Melissa se deparou com uma moça loira, muito linda e elegante.
-- Não estou pensando em me jogar.
-- Tem certeza?
-- Absoluta. Estava tentando chamar a atenção de uma amiga que passou lá embaixo.
Bruna olhou-a de cima a baixo, com uma estranha expressão nos olhos claros. A mulher à sua frente tinha um corpo estonteante. Os seios médios presos em um decote em v. Os quadris bem torneados e suas longas pernas, esguias e nuas, eram uma tentação.
-- Fico muito feliz em saber disso, seria um grande desperdício.
Melissa franziu o cenho.
-- Como assim?
-- Pensa. Uma mulher tão linda como você ficar toda estrupiada. Porque se você caísse primeiro com os pés, eles provavelmente virariam pó. Seus tornozelos desapareceriam. Seus joelhos ficariam apontando para direções diferentes. Seus braços quebrariam e os ossos da mão ficariam detonados. Seu punho partiria ao meio.
Melissa ficou aterrorizada. E ela disse tudo isso com o rosto iluminado com um sorriso!
-- Você é ortopedista?
-- Não, eu assisto CRIMINAL MINDS -- Bruna fixou sua atenção no rosto sério de Melissa -- Você é casada?
Melissa achou aquela pergunta meio estranha, então, preferiu mentir.
-- Sim, meu marido está lá dentro.
-- Hum -- Bruna resmungou, decepcionada -- Ele já deve estar preocupado com você.
-- Provavelmente está, quem ama cuida -- Melissa arrependeu-se do comentário bobo. E arrependeu-se mais ainda depois da resposta que recebeu.
-- Quem ama ch*pa gostoso. É minha opinião.
-- Acho melhor eu entrar -- disse sem jeito -- Já devem estar me procurando.

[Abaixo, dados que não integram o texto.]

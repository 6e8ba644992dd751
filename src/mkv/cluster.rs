//! Cluster and SimpleBlock element construction.

use crate::vint::{encode_vint, encode_vint_signed, encode_vint_unknown_size};

use super::MkvError;

const ID_CLUSTER: [u8; 4] = [0x1F, 0x43, 0xB6, 0x75];
const ID_TIMECODE: [u8; 1] = [0xE7];
const ID_SIMPLE_BLOCK: [u8; 1] = [0xA3];

const KEY_FRAME_FLAG: u8 = 0x80;

/// Opens a new Cluster with unknown size and a Timecode child carrying the
/// absolute timestamp (ms) of the frame that triggered the boundary.
pub fn build_cluster_header(timecode_ms: u64) -> Vec<u8> {
    let mut out = Vec::new();
    out.extend_from_slice(&ID_CLUSTER);
    encode_vint_unknown_size(&mut out);

    let mut timecode_bytes = Vec::new();
    let be = timecode_ms.to_be_bytes();
    let first_nonzero = be.iter().position(|&b| b != 0).unwrap_or(7);
    timecode_bytes.extend_from_slice(&be[first_nonzero..]);

    out.extend_from_slice(&ID_TIMECODE);
    encode_vint(timecode_bytes.len() as u64, None, &mut out).expect("timecode width fits");
    out.extend_from_slice(&timecode_bytes);
    out
}

/// Builds a SimpleBlock element: `(TrackNumber as VINT, delta-timecode:i16,
/// flags)` followed by the raw frame bytes. `delta_ms` is the frame's
/// absolute timestamp minus the current cluster's timecode base and must
/// fit in a signed 16-bit field.
pub fn build_simple_block(
    track_number: u64,
    delta_ms: i64,
    key_frame: bool,
    frame: &[u8],
) -> Result<Vec<u8>, MkvError> {
    if !(i16::MIN as i64..=i16::MAX as i64).contains(&delta_ms) {
        return Err(MkvError::DeltaTimecodeOverflow(delta_ms));
    }

    let mut payload = Vec::new();
    encode_vint(track_number, None, &mut payload)?;
    payload.extend_from_slice(&(delta_ms as i16).to_be_bytes());
    payload.push(if key_frame { KEY_FRAME_FLAG } else { 0x00 });
    payload.extend_from_slice(frame);

    let mut out = Vec::new();
    out.extend_from_slice(&ID_SIMPLE_BLOCK);
    encode_vint(payload.len() as u64, None, &mut out)?;
    out.extend_from_slice(&payload);
    Ok(out)
}

#[cfg(test)]
mod tests {
    use super::*;

    #[test]
    fn cluster_header_carries_unknown_size_and_timecode() {
        let bytes = build_cluster_header(66);
        assert_eq!(&bytes[0..4], &ID_CLUSTER);
        assert_eq!(&bytes[4..12], &[0x01, 0xFF, 0xFF, 0xFF, 0xFF, 0xFF, 0xFF, 0xFF]);
        // Timecode ID + VINT(1) + single byte 66.
        assert_eq!(&bytes[12..], &[0xE7, 0x81, 66]);
    }

    #[test]
    fn simple_block_sets_key_frame_flag() {
        let block = build_simple_block(1, 0, true, &[0xAA, 0xBB]).unwrap();
        assert_eq!(&block[0..1], &ID_SIMPLE_BLOCK);
        // payload = track(1) + delta(2) + flags(1) + frame(2) = 6 bytes
        let flags_byte = block[block.len() - 3];
        assert_eq!(flags_byte & 0x80, 0x80);
    }

    #[test]
    fn delta_overflow_is_rejected() {
        let err = build_simple_block(1, 100_000, false, &[]).unwrap_err();
        assert!(matches!(err, MkvError::DeltaTimecodeOverflow(100_000)));
    }
}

Bruna levantou uma das mãos e acariciou a bochecha dela.
-- Não vai não, tenho certeza que o seu marido deve estar se divertindo.
Melissa a encarou e tentou controlar a reação que teve ao ser tocada por ela. O perfume da moça provocava seus sentidos.Era bom demais!
-- Tudo bem, vai lá. Com uma mulher linda desse jeito, até eu teria o maior cuidado.
Apesar da garota manter uma conversa estranha, Melissa sentiu-se um pouco culpada por ter mentido.
-- Eu não sou casada, menti para você.
Bruna deu um sorriso indecifrável.
-- Que revelação maravilhosa! -- internamente ela comemorou como se fosse um gol do Fluminense -- Casamento é igual a circo: você é equilibrista, domador, mágico ou palhaço.
-- Não penso dessa forma. Casar é o sonho de toda mulher.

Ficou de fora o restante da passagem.